Huntington Lambert, dean of Harvard’s division of continuing education, described the diversity of that division’s student ages: from 12 years to 90, with a mean of 34. The division boasts a thousand courses and enrolls students from 117 countries; 30 percent of its students are from overseas. Lambert is deeply concerned about the 20 to 30 million Americans, and the two billion people globally, “who are being left behind” because they lack the education needed to survive in the emerging information economy. “If we at Harvard can be innovators in this,” he said, “I look forward to seeing all the public universities of the world copy us.”
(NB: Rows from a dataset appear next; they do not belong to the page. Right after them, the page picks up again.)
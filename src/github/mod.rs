//! Review-system access for merge gates.
//!
//! [`ReviewApi`] is the seam the gate checks are written against;
//! [`GithubClient`] implements it over the GitHub REST API.

mod client;

pub use client::GithubClient;

use crate::error::{ReleaseError, Result};
use serde::Deserialize;
use std::fmt;

/// A repository and pull request number.
#[derive(Debug, Clone, PartialEq, Eq)]
pub struct PullRequestRef {
    pub owner: String,
    pub repo: String,
    pub number: u64,
}

impl PullRequestRef {
    /// Build from an `owner/repo` slug.
    pub fn parse(slug: &str, number: u64) -> Result<Self> {
        let invalid = || {
            ReleaseError::UserError(format!(
                "--repo should be in the format 'owner/repo' (got '{}')",
                slug
            ))
        };
        let (owner, repo) = slug.split_once('/').ok_or_else(invalid)?;
        if owner.is_empty() || repo.is_empty() || repo.contains('/') {
            return Err(invalid());
        }
        Ok(Self {
            owner: owner.to_string(),
            repo: repo.to_string(),
            number,
        })
    }
}

impl fmt::Display for PullRequestRef {
    fn fmt(&self, f: &mut fmt::Formatter<'_>) -> fmt::Result {
        write!(f, "{}/{}#{}", self.owner, self.repo, self.number)
    }
}

/// A pull request review.
#[derive(Debug, Clone, Deserialize)]
pub struct Review {
    /// `APPROVED`, `CHANGES_REQUESTED`, `COMMENTED`, `DISMISSED`, `PENDING`.
    #[serde(default)]
    pub state: Option<String>,
}

/// A check run on a commit.
#[derive(Debug, Clone, Deserialize)]
pub struct CheckRun {
    #[serde(default)]
    pub name: String,
    /// `success`, `failure`, `neutral`, `cancelled`, ... ; null until completed.
    #[serde(default)]
    pub conclusion: Option<String>,
}

/// Read access to PR reviews and check runs.
pub trait ReviewApi {
    /// All reviews of the pull request.
    fn list_reviews(&self, pr: &PullRequestRef) -> Result<Vec<Review>>;

    /// SHA of the pull request's head commit.
    fn head_sha(&self, pr: &PullRequestRef) -> Result<String>;

    /// All check runs for a commit.
    fn list_check_runs(&self, pr: &PullRequestRef, sha: &str) -> Result<Vec<CheckRun>>;
}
Peter Bol, vice provost for advances in learning, observed that “We see a decline in rigorous note-taking in classes. If you are not taking notes in lecture, you are not retaining very much.” He added that there are “incredibly poor attendance rates in many courses,” and that “over the last 15 or 20 years, there has been a sharp decline in the amount of time students spend outside of class working on a class. They must be doing something else, as they aren’t sleeping any more. They’re making a judgment about the value of classes.” Reischauer added a jovial rejoinder: “If you don’t have to attend classes, and the median grade is A…”

James Ryan, dean of the Harvard Graduate School of Education, suggested that the University was getting the balance of experimentation in learning and maintaining established forms about right. Regarding new distance-learning courses, “If you are thinking of a certificate-granting program, we don’t know enough yet on whether to give academic credit. At Harvard it is less important to be first than to be right.”

Spencer said that during her years at Harvard, she always thought that the University’s size and complexity “created a tremendous amount of white space. It was easy to grab the ball and run down the line with it. At Bates, it is more like being in a Boston Whaler: it’s easier to steer and turn around, but every one in the boat wants a say in where it goes.”

Lambert observed that whereas in real estate, “It is location, location, and location,” in higher education “it is faculty, faculty, and faculty. If we understand that our job is making that Harvard faculty available to adult part-time learners, it actually becomes fairly simple. And we must have innovation going on all the time, all over Harvard, wherever faculty touch students.” His colleague Bol cited several dyadic tensions: between innovation and production; between free courses and sustainability (“a little bit from a lot of people makes education more sustainable for everybody”); between content and form; and between creating knowledge and transmitting knowledge. Lambert responded that in a research university, creating and transmitting knowledge could be convergent: “Invention is a process of spending money to create knowledge; innovation is a process of spending knowledge to create money.”

Provost Alan Garber closed the conference with a few observations. During the day, participants had more than once fondly recalled a spontaneous outburst at the inaugural HILT conference from Rita Hauser, L ’58 (funder of the program with her husband, Gustave M. Hauser, J.D. ’53): “Let’s blow it up!” she exclaimed concerning the traditional, ossified model of learning. But Garber smilingly gave his impression that “we haven’t blown anything up, nor is that necessarily what we do best. Universities do evolution much better than revolution.”

He said that “teaching an online course is much more time-consuming than anyone expected—maybe three to four times what a conventional course takes. Yet we still have an oversupply of faculty members wanting to teach online.” He declared that “our core mission remains to educate Harvard students, and we believe that the better we get at educating Harvard students, the better will be the materials we have to offer the world.”